───── Available records ─────

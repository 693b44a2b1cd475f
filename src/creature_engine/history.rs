/*
 * Creature Core - Change History
 * 开发心理过程:
 * 1. 固定容量的环形缓冲，超出容量时丢弃最旧的记录
 * 2. 每条记录同时保存原变更和它的逆变更，撤销时直接取用
 * 3. 记录时间戳方便调试和检查工具展示
 */

use chrono::{DateTime, Utc};
use serde::{Deserialize, Serialize};
use std::collections::VecDeque;

use super::changes::FormChange;
use crate::core::config::DEFAULT_HISTORY_CAPACITY;

#[derive(Debug, Clone, PartialEq, Serialize, Deserialize)]
pub struct HistoryEntry {
    pub change: FormChange,
    pub inverse: FormChange,
    pub recorded_at: DateTime<Utc>,
}

#[derive(Debug, Clone)]
pub struct ChangeHistory {
    entries: VecDeque<HistoryEntry>,
    capacity: usize,
}

impl Default for ChangeHistory {
    fn default() -> Self {
        Self::with_capacity(DEFAULT_HISTORY_CAPACITY)
    }
}

impl ChangeHistory {
    // 容量至少为1
    pub fn with_capacity(capacity: usize) -> Self {
        let capacity = capacity.max(1);
        Self {
            entries: VecDeque::with_capacity(capacity),
            capacity,
        }
    }

    pub fn capacity(&self) -> usize {
        self.capacity
    }

    // 返回被挤出的最旧记录
    pub fn push(&mut self, change: FormChange, inverse: FormChange) -> Option<HistoryEntry> {
        self.entries.push_back(HistoryEntry {
            change,
            inverse,
            recorded_at: Utc::now(),
        });
        if self.entries.len() > self.capacity {
            self.entries.pop_front()
        } else {
            None
        }
    }

    // 撤销失败时把弹出的记录原样放回
    pub(crate) fn restore(&mut self, entry: HistoryEntry) {
        self.entries.push_back(entry);
        self.evict_overflow();
    }

    pub fn pop(&mut self) -> Option<HistoryEntry> {
        self.entries.pop_back()
    }

    pub fn latest(&self) -> Option<&HistoryEntry> {
        self.entries.back()
    }

    pub fn clear(&mut self) {
        self.entries.clear();
    }

    pub fn len(&self) -> usize {
        self.entries.len()
    }

    pub fn is_empty(&self) -> bool {
        self.entries.is_empty()
    }

    // 从最旧到最新
    pub fn iter(&self) -> impl DoubleEndedIterator<Item = &HistoryEntry> {
        self.entries.iter()
    }

    pub fn changes(&self) -> impl Iterator<Item = &FormChange> {
        self.entries.iter().map(|e| &e.change)
    }

    fn evict_overflow(&mut self) {
        while self.entries.len() > self.capacity {
            self.entries.pop_front();
        }
    }
}
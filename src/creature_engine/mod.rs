/*
 * Creature Core - Creature Engine Module
 * 开发心理过程:
 * 1. 生物定义拆成物理、能力、特性、行为四个可组合的子状态
 * 2. 子状态之间互不知晓，跨状态规则统一交给聚合根和校验器
 * 3. 所有修改都走变更协议，可检查、可撤销、可回滚
 */

pub mod enums;
pub mod changes;
pub mod physical_state;
pub mod ability_state;
pub mod trait_state;
pub mod behavior_state;
pub mod history;
pub mod validator;
pub mod creature_state;

pub use enums::*;
pub use changes::{
    AbilityChange, BehaviorChange, ChangeMetadata, ChangeResult, FormChange, PhysicalChange, RelationLink,
    StateChange, StateComponent, TraitChange,
};
pub use physical_state::PhysicalState;
pub use ability_state::{Ability, AbilityState};
pub use trait_state::{TraitDefinition, TraitState};
pub use behavior_state::BehaviorState;
pub use history::{ChangeHistory, HistoryEntry};
pub use validator::{CrossStateValidator, ValidationIssue, ValidationReport, ValidationResult};
pub use creature_state::{CreatureState, StateSnapshot};
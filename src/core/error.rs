// 错误处理系统
// 开发心理：普通的"不存在/已存在"通过bool和ChangeResult返回，这里只收纳边界上的真正故障
// 序列化、文件读写、配置解析、文档校验失败统一成StateError

use std::io;
use thiserror::Error;

#[derive(Debug, Error)]
pub enum StateError {
    #[error("serialization error: {0}")]
    Serialization(#[from] serde_json::Error),

    #[error("io error: {0}")]
    Io(#[from] io::Error),

    #[error("configuration error: {0}")]
    Config(String),

    #[error("invalid creature document: {0}")]
    InvalidDocument(String),

    #[error("validation failed: {}", .violations.join("; "))]
    Validation { violations: Vec<String> },
}

pub type Result<T> = std::result::Result<T, StateError>;

impl From<toml::de::Error> for StateError {
    fn from(error: toml::de::Error) -> Self {
        StateError::Config(error.to_string())
    }
}

impl StateError {
    // 校验失败时附带的违规列表
    pub fn violations(&self) -> &[String] {
        match self {
            StateError::Validation { violations } => violations,
            _ => &[],
        }
    }
}

#[cfg(test)]
mod tests {
    use super::*;

    #[test]
    fn test_validation_error_lists_violations() {
        let error = StateError::Validation {
            violations: vec!["a".to_string(), "b".to_string()],
        };
        assert_eq!(error.violations().len(), 2);
        assert_eq!(error.to_string(), "validation failed: a; b");
    }

    #[test]
    fn test_toml_error_maps_to_config() {
        let parsed: std::result::Result<toml::Value, _> = toml::from_str("= broken");
        let error: StateError = parsed.unwrap_err().into();
        assert!(matches!(error, StateError::Config(_)));
        assert!(error.violations().is_empty());
    }
}
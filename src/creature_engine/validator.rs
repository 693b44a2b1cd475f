/*
 * Creature Core - Cross-State Validator
 * 开发心理过程:
 * 1. 单个子状态的规则由子状态自己校验，这里只处理跨越多个子状态的规则
 * 2. 每条规则可以关闭、仅提示或强制执行，强制执行的违规会触发回滚
 * 3. 校验报告汇总子状态错误、强制规则错误和提示性警告
 */

use chrono::{DateTime, Utc};
use indexmap::IndexSet;
use serde::{Deserialize, Serialize};

use super::ability_state::AbilityState;
use super::behavior_state::BehaviorState;
use super::enums::{Intelligence, SocialStructure, ValidationSeverity};
use super::trait_state::TraitState;
use crate::core::config::{CrossStateRules, RuleMode};

pub const CROSS_STATE_SUBSYSTEM: &str = "cross_state";

#[derive(Debug, Clone, PartialEq, Serialize, Deserialize)]
pub struct ValidationIssue {
    pub severity: ValidationSeverity,
    pub subsystem: String,
    pub message: String,
}

impl ValidationIssue {
    pub fn new(severity: ValidationSeverity, subsystem: impl Into<String>, message: impl Into<String>) -> Self {
        Self {
            severity,
            subsystem: subsystem.into(),
            message: message.into(),
        }
    }
}

#[derive(Debug, Clone, Copy, PartialEq, Eq, Serialize, Deserialize)]
pub enum ValidationResult {
    Valid,
    ValidWithWarnings,
    Invalid,
}

#[derive(Debug, Clone, PartialEq, Serialize, Deserialize)]
pub struct ValidationReport {
    pub creature_id: String,
    pub validation_timestamp: DateTime<Utc>,
    pub overall_result: ValidationResult,
    pub errors: Vec<ValidationIssue>,
    pub warnings: Vec<ValidationIssue>,
}

impl ValidationReport {
    // 按严重程度把问题分成错误和警告
    pub fn from_issues(creature_id: impl Into<String>, issues: Vec<ValidationIssue>) -> Self {
        let (errors, warnings): (Vec<_>, Vec<_>) = issues
            .into_iter()
            .partition(|issue| issue.severity >= ValidationSeverity::Error);

        let overall_result = if !errors.is_empty() {
            ValidationResult::Invalid
        } else if !warnings.is_empty() {
            ValidationResult::ValidWithWarnings
        } else {
            ValidationResult::Valid
        };

        Self {
            creature_id: creature_id.into(),
            validation_timestamp: Utc::now(),
            overall_result,
            errors,
            warnings,
        }
    }

    pub fn is_valid(&self) -> bool {
        self.errors.is_empty()
    }

    pub fn has_warnings(&self) -> bool {
        !self.warnings.is_empty()
    }

    pub fn error_messages(&self) -> Vec<String> {
        self.errors.iter().map(|e| e.message.clone()).collect()
    }
}

// 能力需求可由特性名、特性表现形式和行为标签满足
pub fn requirement_context(traits: &TraitState, behavior: &BehaviorState) -> IndexSet<String> {
    let mut context: IndexSet<String> = traits.trait_names().map(str::to_string).collect();
    for name in traits.trait_names() {
        if let Some(manifestations) = traits.base_manifestations(name) {
            context.extend(manifestations.iter().cloned());
        }
    }
    context.extend(behavior.base_behaviors().iter().cloned());
    context
}

#[derive(Debug, Clone, Copy, PartialEq, Default)]
pub struct CrossStateValidator {
    rules: CrossStateRules,
}

impl CrossStateValidator {
    pub fn new(rules: CrossStateRules) -> Self {
        Self { rules }
    }

    pub fn rules(&self) -> &CrossStateRules {
        &self.rules
    }

    // 只返回强制规则的违规
    pub fn enforced_violations(
        &self,
        abilities: &AbilityState,
        traits: &TraitState,
        behavior: &BehaviorState,
    ) -> Vec<String> {
        self.check(abilities, traits, behavior)
            .into_iter()
            .filter(|issue| issue.severity >= ValidationSeverity::Error)
            .map(|issue| issue.message)
            .collect()
    }

    pub fn check(
        &self,
        abilities: &AbilityState,
        traits: &TraitState,
        behavior: &BehaviorState,
    ) -> Vec<ValidationIssue> {
        let mut issues = Vec::new();

        if let Some(severity) = severity_for(self.rules.ability_requirements) {
            let context = requirement_context(traits, behavior);
            for ability in abilities.abilities().iter().filter(|a| a.active) {
                let unmet = abilities.unmet_requirements(&ability.name, &context);
                if !unmet.is_empty() {
                    issues.push(ValidationIssue::new(
                        severity,
                        CROSS_STATE_SUBSYSTEM,
                        format!(
                            "active ability '{}' has unmet requirements: {}",
                            ability.name,
                            unmet.join(", ")
                        ),
                    ));
                }
            }
        }

        if let Some(severity) = severity_for(self.rules.hive_intelligence) {
            if behavior.social_structure() == SocialStructure::Hive
                && behavior.intelligence() == Intelligence::Mindless
            {
                issues.push(ValidationIssue::new(
                    severity,
                    CROSS_STATE_SUBSYSTEM,
                    "hive social structure requires more than mindless intelligence",
                ));
            }
        }

        if let Some(severity) = severity_for(self.rules.mutation_targets_known) {
            for name in traits.trait_names() {
                let Some(targets) = traits.mutation_paths(name) else {
                    continue;
                };
                for target in targets.iter().filter(|t| !traits.has_trait(t)) {
                    issues.push(ValidationIssue::new(
                        severity,
                        CROSS_STATE_SUBSYSTEM,
                        format!("trait '{}' mutates into unknown trait '{}'", name, target),
                    ));
                }
            }
        }

        issues
    }
}

fn severity_for(mode: RuleMode) -> Option<ValidationSeverity> {
    match mode {
        RuleMode::Off => None,
        RuleMode::Advisory => Some(ValidationSeverity::Warning),
        RuleMode::Enforced => Some(ValidationSeverity::Error),
    }
}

─────

◆ Work task ◆
Each line in the entries above, starting at the line with "pub enum StateError" and ending at the line with "pub type Result<T>", is to be printed exactly, and only those lines.

◆ Written response ◆
pub enum StateError {
    #[error("serialization error: {0}")]
    Serialization(#[from] serde_json::Error),

    #[error("io error: {0}")]
    Io(#[from] io::Error),

    #[error("configuration error: {0}")]
    Config(String),

    #[error("invalid creature document: {0}")]
    InvalidDocument(String),

    #[error("validation failed: {}", .violations.join("; "))]
    Validation { violations: Vec<String> },
}

pub type Result<T> = std::result::Result<T, StateError>;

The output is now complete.